You can provide your own engine in a Python file. The file must provide a generator with this signature:
async def generate(request):
Build: cargo build --features python
If the Python engine wants to receive and returns strings - it will do the prompt templating and tokenization itself - run it like this:
dynamo-run out=pystr:/home/user/my_python_engine.py
- The
request
parameter is a map, an OpenAI compatible create chat completion request: https://platform.openai.com/docs/api-reference/chat/create - The function must
yield
a series of maps conforming to create chat completion stream response (example below). - If using an HTTP front-end add the
--model-name
flag. This is the name we serve the model under.
The file is loaded once at startup and kept in memory.
Example engine:
import asyncio
async def generate(request):
yield {"id":"1","choices":[{"index":0,"delta":{"content":"The","role":"assistant"}}],"created":1841762283,"model":"Llama-3.2-3B-Instruct","system_fingerprint":"local","object":"chat.completion.chunk"}
await asyncio.sleep(0.1)
yield {"id":"1","choices":[{"index":0,"delta":{"content":" capital","role":"assistant"}}],"created":1841762283,"model":"Llama-3.2-3B-Instruct","system_fingerprint":"local","object":"chat.completion.chunk"}
await asyncio.sleep(0.1)
yield {"id":"1","choices":[{"index":0,"delta":{"content":" of","role":"assistant"}}],"created":1841762283,"model":"Llama-3.2-3B-Instruct","system_fingerprint":"local","object":"chat.completion.chunk"}
await asyncio.sleep(0.1)
yield {"id":"1","choices":[{"index":0,"delta":{"content":" France","role":"assistant"}}],"created":1841762283,"model":"Llama-3.2-3B-Instruct","system_fingerprint":"local","object":"chat.completion.chunk"}
await asyncio.sleep(0.1)
yield {"id":"1","choices":[{"index":0,"delta":{"content":" is","role":"assistant"}}],"created":1841762283,"model":"Llama-3.2-3B-Instruct","system_fingerprint":"local","object":"chat.completion.chunk"}
await asyncio.sleep(0.1)
yield {"id":"1","choices":[{"index":0,"delta":{"content":" Paris","role":"assistant"}}],"created":1841762283,"model":"Llama-3.2-3B-Instruct","system_fingerprint":"local","object":"chat.completion.chunk"}
await asyncio.sleep(0.1)
yield {"id":"1","choices":[{"index":0,"delta":{"content":".","role":"assistant"}}],"created":1841762283,"model":"Llama-3.2-3B-Instruct","system_fingerprint":"local","object":"chat.completion.chunk"}
await asyncio.sleep(0.1)
yield {"id":"1","choices":[{"index":0,"delta":{"content":"","role":"assistant"},"finish_reason":"stop"}],"created":1841762283,"model":"Llama-3.2-3B-Instruct","system_fingerprint":"local","object":"chat.completion.chunk"}
Command line arguments are passed to the python engine like this:
dynamo-run out=pystr:my_python_engine.py -- -n 42 --custom-arg Orange --yes
The python engine receives the arguments in sys.argv
. The argument list will include some standard ones as well as anything after the --
.
This input:
dynamo-run out=pystr:my_engine.py /opt/models/Llama-3.2-3B-Instruct/ --model-name llama_3.2 --tensor-parallel-size 4 -- -n 1
is read like this:
async def generate(request):
.. as before ..
if __name__ == "__main__":
print(f"MAIN: {sys.argv}")
and produces this output:
MAIN: ['my_engine.py', '--model-path', '/opt/models/Llama-3.2-3B-Instruct/', '--model-name', 'llama3.2', '--http-port', '8080', '--tensor-parallel-size', '4', '--base-gpu-id', '0', '--num-nodes', '1', '--node-rank', '0', '-n', '1']
This allows quick iteration on the engine setup.
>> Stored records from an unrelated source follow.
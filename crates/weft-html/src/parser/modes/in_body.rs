//! [§ 13.2.6.4.7 The "in body" insertion mode](https://html.spec.whatwg.org/multipage/parsing.html#parsing-main-inbody)

use weft_dom::{Namespace, QuirksMode};

use crate::error::ParseErrorCode;
use crate::parser::adoption_agency::AdoptionOutcome;
use crate::parser::core::{HTMLParser, InsertionMode, is_hidden_input};
use crate::tokenizer::TagKind::Start;
use crate::tokenizer::{Tag, Token, TokenizerState};

/// Start tags that close an open `p` and insert a block element.
const BLOCK_START_TAGS: &[&str] = &[
    "address", "article", "aside", "blockquote", "center", "details", "dialog", "dir", "div", "dl",
    "fieldset", "figcaption", "figure", "footer", "header", "hgroup", "main", "menu", "nav", "ol",
    "p", "search", "section", "summary", "ul",
];

/// End tags that close a block element in scope.
const BLOCK_END_TAGS: &[&str] = &[
    "address", "article", "aside", "blockquote", "button", "center", "details", "dialog", "dir",
    "div", "dl", "fieldset", "figcaption", "figure", "footer", "header", "hgroup", "listing",
    "main", "menu", "nav", "ol", "pre", "search", "section", "summary", "ul",
];

const HEADINGS: &[&str] = &["h1", "h2", "h3", "h4", "h5", "h6"];

/// "b", "big", "code", "em", "font", "i", "s", "small", "strike", "strong",
/// "tt", "u"
const FORMATTING_START_TAGS: &[&str] = &[
    "b", "big", "code", "em", "font", "i", "s", "small", "strike", "strong", "tt", "u",
];

/// End tags handled by the adoption agency algorithm.
const FORMATTING_END_TAGS: &[&str] = &[
    "a", "b", "big", "code", "em", "font", "i", "nobr", "s", "small", "strike", "strong", "tt",
    "u",
];

/// Elements that may legitimately still be open at the end of the body.
const ALLOWED_OPEN_AT_BODY_END: &[&str] = &[
    "dd", "dt", "li", "optgroup", "option", "p", "rb", "rp", "rt", "rtc", "tbody", "td", "tfoot",
    "th", "thead", "tr", "body", "html",
];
Note how the -n
1
is included. Flags --leader-addr
and --model-config
will also be added if provided to dynamo-run
.
To run a TRT-LLM model with dynamo-run we have included a python based [async engine] (/examples/tensorrt_llm/engines/agg_engine.py). To configure the TensorRT-LLM async engine please see llm_api_config.yaml. The file defines the options that need to be passed to the LLM engine. Follow the steps below to serve trtllm on dynamo run.
See instructions here to build the dynamo container with TensorRT-LLM.
See instructions here to run the built environment.
Execute the following to load the TensorRT-LLM model specified in the configuration.
dynamo run out=pystr:/workspace/examples/tensorrt_llm/engines/trtllm_engine.py -- --engine_args /workspace/examples/tensorrt_llm/configs/llm_api_config.yaml
If the Python engine wants to receive and return tokens - the prompt templating and tokenization is already done - run it like this:
dynamo-run out=pytok:/home/user/my_python_engine.py --model-path <hf-repo-checkout>
- The request parameter is a map that looks like this:
{'token_ids': [128000, 128006, 9125, 128007, ... lots more ... ], 'stop_conditions': {'max_tokens': 8192, 'stop': None, 'stop_token_ids_hidden': [128001, 128008, 128009], 'min_tokens': None, 'ignore_eos': None}, 'sampling_options': {'n': None, 'best_of': None, 'presence_penalty': None, 'frequency_penalty': None, 'repetition_penalty': None, 'temperature': None, 'top_p': None, 'top_k': None, 'min_p': None, 'use_beam_search': None, 'length_penalty': None, 'seed': None}, 'eos_token_ids': [128001, 128008, 128009], 'mdc_sum': 'f1cd44546fdcbd664189863b7daece0f139a962b89778469e4cffc9be58ccc88', 'annotations': []}
- The
generate
function mustyield
a series of maps that look like this:
{"token_ids":[791],"tokens":None,"text":None,"cum_log_probs":None,"log_probs":None,"finish_reason":None}
- Command like flag
--model-path
which must point to a Hugging Face repo checkout containing thetokenizer.json
. The--model-name
flag is optional. If not provided we use the HF repo name (directory name) as the model name.
Example engine:
import asyncio
async def generate(request):
yield {"token_ids":[791]}
await asyncio.sleep(0.1)
yield {"token_ids":[6864]}
await asyncio.sleep(0.1)
yield {"token_ids":[315]}
await asyncio.sleep(0.1)
yield {"token_ids":[9822]}
await asyncio.sleep(0.1)
yield {"token_ids":[374]}
await asyncio.sleep(0.1)
yield {"token_ids":[12366]}
await asyncio.sleep(0.1)
yield {"token_ids":[13]}
pytok
supports the same ways of passing command line arguments as pystr
- initialize
or main
with sys.argv
.
Dynamo includes two echo engines for testing and debugging purposes:
The echo_core
engine accepts pre-processed requests and echoes the tokens back as the response. This is useful for testing pre-processing functionality as the response will include the full prompt template.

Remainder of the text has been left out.